Creative Commons License

Citak E., KARSLIGİL M. E.

Applied Sciences (Switzerland), vol.14, no.10, 2024 (SCI-Expanded) identifier

  • Publication Type: Article / Article
  • Volume: 14 Issue: 10
  • Publication Date: 2024
  • Doi Number: 10.3390/app14104272
  • Journal Name: Applied Sciences (Switzerland)
  • Journal Indexes: Science Citation Index Expanded (SCI-EXPANDED), Scopus, Aerospace Database, Agricultural & Environmental Science Database, Applied Science & Technology Source, Communication Abstracts, INSPEC, Metadex, Directory of Open Access Journals, Civil Engineering Abstracts
  • Keywords: deep variational autoencoder, few-shot learning, multi-modal dataset, multi-modal learning, video classification, zero-shot learning
  • Yıldız Technical University Affiliated: Yes

Abstract

Video classification is a challenging task in computer vision that requires analyzing the content of a video to assign it to one or more predefined categories. However, due to the vast amount of visual data contained in videos, the classification process is often computationally expensive and requires a significant amount of annotated data. Because of these reasons, the low-data-based video classification area, which consists of few-shot and zero-shot tasks, is proposed as a potential solution to overcome traditional video classification-oriented challenges. However, existing low-data area datasets, which are either not diverse or have no additional modality context, which is a mandatory requirement for the zero-shot task, do not fulfill the requirements for few-shot and zero-shot tasks completely.
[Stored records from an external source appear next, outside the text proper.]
#[cfg(test)]
mod tests {
    use super::*;
    use serde_json::json;

    fn wire_report(name: &str) -> WireReport {
        WireReport {
            name: name.to_string(),
            ..WireReport::default()
        }
    }

    fn wire_page(name: &str) -> WirePage {
        WirePage {
            id: None,
            order: 0,
            name: name.to_string(),
            width: None,
            height: None,
            elements: Vec::new(),
        }
    }

    #[test]
    fn test_backend_error_is_retryable() {
        assert!(BackendError::Unavailable("x".into()).is_retryable());
        assert!(BackendError::Status {
            status: 503,
            message: String::new()
        }
        .is_retryable());
        assert!(!BackendError::Status {
            status: 400,
            message: String::new()
        }
        .is_retryable());
        assert!(!BackendError::NotFound("x".into()).is_retryable());
        assert!(BackendError::NotFound("x".into()).is_not_found());
    }

    #[tokio::test]
    async fn test_create_page_and_element() {
        let backend = MemoryBackend::new();
        let summary = backend.create_report(&wire_report("R")).await.expect("report");
        let page = backend
            .create_page(&summary.id, &wire_page("Page 1"))
            .await
            .expect("page");
        let element = WireElement {
            id: None,
            type_code: 0,
            x: 1.0,
            y: 2.0,
            width: 100.0,
            height: 50.0,
            content: json!({"text": "hi"}),
        };
        let element_id = backend
            .create_element(&summary.id, &page, &element)
            .await
            .expect("element");

        let stored = backend.report(&summary.id).expect("stored");
        assert_eq!(stored.pages.len(), 1);
        assert_eq!(stored.pages[0].elements[0].id, Some(element_id.clone()));

        backend
            .delete_element(&summary.id, &element_id)
            .await
            .expect("delete");
        let err = backend
            .delete_element(&summary.id, &element_id)
            .await
            .expect_err("gone");
        assert!(err.is_not_found());
    }

    #[tokio::test]
    async fn test_injected_failure() {
        let backend = MemoryBackend::new();
        let summary = backend.create_report(&wire_report("R")).await.expect("report");
        backend.fail_writes_after(1);

        backend
            .create_page(&summary.id, &wire_page("ok"))
            .await
            .expect("first write succeeds");
        let err = backend
            .create_page(&summary.id, &wire_page("fails"))
            .await
            .expect_err("second write fails");
        assert!(err.is_retryable());
        assert_eq!(backend.report(&summary.id).expect("stored").pages.len(), 1);

        backend.heal();
        backend
            .create_page(&summary.id, &wire_page("healed"))
            .await
            .expect("write after heal");
    }

    #[tokio::test]
    async fn test_list_reports() {
        let backend = MemoryBackend::new();
        backend.insert_report(wire_report("A"));
        backend.insert_report(wire_report("B"));
        assert_eq!(backend.list_reports().await.expect("list").len(), 2);
    }
}
impl ElementPatch {
    /// Patch moving the element to a new position.
    #[must_use]
    pub fn moved_to(x: f64, y: f64) -> Self {
        Self {
            x: Some(x),
            y: Some(y),
            ..Self::default()
        }
    }

    /// Patch resizing the element.
    #[must_use]
    pub fn resized_to(width: f64, height: f64) -> Self {
        Self {
            width: Some(width),
            height: Some(height),
            ..Self::default()
        }
    }

    /// Patch replacing the payload.
    #[must_use]
    pub fn replace_content(content: ElementContent) -> Self {
        Self {
            content: Some(ContentUpdate::Replace(content)),
            ..Self::default()
        }
    }

    /// Patch overwriting payload fields, as a property panel would.
    #[must_use]
    pub fn merge_fields(fields: Map<String, Value>) -> Self {
        Self {
            content: Some(ContentUpdate::Merge(fields)),
            ..Self::default()
        }
    }

    /// Whether the patch changes nothing.
    #[must_use]
    pub fn is_empty(&self) -> bool {
        self.x.is_none()
            && self.y.is_none()
            && self.width.is_none()
            && self.height.is_none()
            && self.content.is_none()
    }
}

#[cfg(test)]
mod tests {
    use super::*;
    use serde_json::json;

    #[test]
    fn test_unknown_type_rejected() {
        let result = Element::from_parts("video", json!({}));
        assert!(matches!(result, Err(CanvasError::UnknownElementType(t)) if t == "video"));
    }

    #[test]
    fn test_from_parts_parses_typed_content() {
        let element = Element::from_parts(
            "text",
            json!({"text": "Hb 13.2", "fontSize": 12, "fontWeight": "bold", "color": "#333", "textAlign": "center"}),
        )
        .expect("valid text");

        match &element.content {
            ElementContent::Text(text) => {
                assert_eq!(text.text, "Hb 13.2");
                assert_eq!(text.text_align, TextAlign::Center);
                assert!((text.font_size - 12.0).abs() < f64::EPSILON);
            }
            other => panic!("expected text, got {other:?}"),
        }
    }

    #[test]
    fn test_mismatched_content_rejected() {
        let result = Element::from_parts("chart", json!({"type": "donut"}));
        assert!(matches!(result, Err(CanvasError::InvalidContent { .. })));
    }

    #[test]
    fn test_element_json_shape() {
        let element = Element::new(ElementContent::default_for(ElementType::Shape))
            .with_geometry(10.0, 20.0, 100.0, 50.0);
        let value = serde_json::to_value(&element).expect("serialize");

        assert_eq!(value["type"], "shape");
        assert_eq!(value["content"]["type"], "rectangle");
        assert_eq!(value["isSelected"], false);
        assert!(value.get("backendId").is_none());

        let back: Element = serde_json::from_value(value).expect("deserialize");
        assert_eq!(back, element);
    }

    #[test]
    fn test_backend_id_accepts_numbers() {
        let id: BackendId = serde_json::from_value(json!(42)).expect("int id");
        assert_eq!(id.as_str(), "42");
        let id: BackendId = serde_json::from_value(json!("abc")).expect("string id");
        assert_eq!(id.as_str(), "abc");
    }

    #[test]
    fn test_resize_clamps_to_minimum() {
        let mut element = Element::new(ElementContent::default_for(ElementType::Text));
        element
            .apply_patch(&ElementPatch::resized_to(10.0, 400.0))
            .expect("resize");
        assert!((element.width - MIN_ELEMENT_SIZE).abs() < f64::EPSILON);
        assert!((element.height - 400.0).abs() < f64::EPSILON);
    }

    #[test]
    fn test_merge_fields_updates_single_property() {
        let mut element = Element::new(ElementContent::default_for(ElementType::Text));
        let mut fields = Map::new();
        fields.insert("fontSize".to_string(), json!(24));
        element
            .apply_patch(&ElementPatch::merge_fields(fields))
            .expect("merge");

        let ElementContent::Text(text) = &element.content else {
            panic!("still text");
        };
        assert!((text.font_size - 24.0).abs() < f64::EPSILON);
        assert_eq!(text.text, "Enter text here");
    }

    #[test]
    fn test_replace_with_other_type_leaves_element_untouched() {
        let mut element = Element::new(ElementContent::default_for(ElementType::Text));
        let before = element.clone();
        let patch = ElementPatch {
            x: Some(999.0),
            content: Some(ContentUpdate::Replace(ElementContent::default_for(
                ElementType::Table,
            ))),
            ..ElementPatch::default()
        };

        assert!(element.apply_patch(&patch).is_err());
        assert_eq!(element, before);
    }

    #[test]
    fn test_table_rows_padded_to_headers() {
        let content = ElementContent::from_json(
            ElementType::Table,
            json!({
                "headers": ["Test", "Value", "Unit"],
                "rows": [["Na"], ["K", "4.1", "mmol/L"]],
                "rowHighlights": [true],
                "cellStatus": [["positive"]]
            }),
        )
        .expect("table");

        let table = content.as_table().expect("is table");
        assert!(table.rows.iter().all(|row| row.len() == 3));
        assert_eq!(table.row_highlights.as_deref(), Some(&[true, false][..]));
        assert_eq!(table.status(0, 0), CellStatus::Positive);
        assert_eq!(table.status(1, 2), CellStatus::Normal);
    }

    #[test]
    fn test_chart_paint_accepts_both_forms() {
        let content = ElementContent::from_json(
            ElementType::Chart,
            json!({
                "type": "pie",
                "data": {
                    "labels": ["a", "b"],
                    "datasets": [{
                        "label": "s",
                        "data": [1, 2],
                        "backgroundColor": ["#f00", "#0f0"],
                        "borderColor": "#000",
                        "borderWidth": 2
                    }]
                }
            }),
        )
        .expect("chart");

        let ElementContent::Chart(chart) = content else {
            panic!("expected chart");
        };
        assert_eq!(chart.chart_type, ChartType::Pie);
        assert_eq!(
            chart.data.datasets[0].background_color,
            Paint::PerPoint(vec!["#f00".to_string(), "#0f0".to_string()])
        );
        assert_eq!(chart.data.datasets[0].border_color, Paint::Solid("#000".to_string()));
    }

    #[test]
    fn test_type_names_round_trip() {
        for kind in ElementType::ALL {
            let parsed: ElementType = kind.as_str().parse().expect("known");
            assert_eq!(parsed, kind);
        }
    }
}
To address this gap, in this paper, we propose a large-scale, general-purpose dataset for the problem of multi-modal low-data-based video classification. The dataset contains pairs of videos and attributes that capture multiple facets of the video content. Thus, the new proposed dataset will both enable the study of low-data-based video classification tasks and provide consistency in terms of comparing the evaluations of future studies in this field. Furthermore, to evaluate and provide a baseline for future works on our new proposed dataset, we present a variational autoencoder-based model that leverages the inherent correlation among different modalities to learn more informative representations. In addition, we introduce a regularization technique to improve the baseline model’s generalization performance in low-data scenarios. Our experimental results reveal that our proposed baseline model, with the aid of this regularization technique, achieves over 12% improvement in classification accuracy compared to the pure baseline model with only a single labeled sample.